[Input]:
───

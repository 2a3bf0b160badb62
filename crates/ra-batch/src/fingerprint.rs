use std::fs::File;
use std::io::Read;
use std::path::Path;

use anyhow::{Context, Result};
use serde::Serialize;
use sha2::{Digest, Sha256};

/// SHA-256 over the JSON encoding of each row, one row per line.
pub fn fingerprint_rows<T: Serialize>(rows: &[T]) -> Result<String> {
    let mut hasher = Sha256::new();
    for row in rows {
        let encoded = serde_json::to_vec(row).context("encoding row for fingerprint")?;
        hasher.update(&encoded);
        hasher.update(b"\n");
    }
    Ok(format!("{:x}", hasher.finalize()))
}

/// SHA-256 of a file's bytes.
pub fn compute_sha256(path: &Path) -> Result<String> {
    let mut file =
        File::open(path).with_context(|| format!("opening {} for hashing", path.display()))?;
    let mut hasher = Sha256::new();
    let mut buffer = [0; 8192];
    loop {
        let n = file
            .read(&mut buffer)
            .with_context(|| format!("reading {} for hashing", path.display()))?;
        if n == 0 {
            break;
        }
        hasher.update(&buffer[..n]);
    }
    Ok(format!("{:x}", hasher.finalize()))
}
use std::io;
use std::path::Path;

use anyhow::Result;
use ra_batch::{load_run_manifest, MANIFEST_FILE};
use ra_cli::cli::RunFormat;

use crate::commands::run::print_group_table;

pub fn handle_describe(target: &Path, format: RunFormat) -> Result<()> {
    let path = if target.is_dir() {
        target.join(MANIFEST_FILE)
    } else {
        target.to_path_buf()
    };
    let manifest = load_run_manifest(&path)?;
    match format {
        RunFormat::Json => {
            serde_json::to_writer_pretty(io::stdout(), &manifest)?;
            println!();
        }
        RunFormat::Plain => {
            println!(
                "Run at {} into {} (steps {}; reused {})",
                manifest.created_at.to_rfc3339(),
                manifest.output_dir,
                manifest.steps.join(","),
                if manifest.reused_steps.is_empty() {
                    "none".to_string()
                } else {
                    manifest.reused_steps.join(",")
                }
            );
            print_group_table(&manifest.groups)?;
            println!("{} succeeded, {} failed", manifest.success, manifest.failure);
        }
    }
    Ok(())
}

───

[What you should do]:
Would you report every line of the entries above containing the word "anyhow"?

[Reply]:
use anyhow::{Context, Result};
use anyhow::Result;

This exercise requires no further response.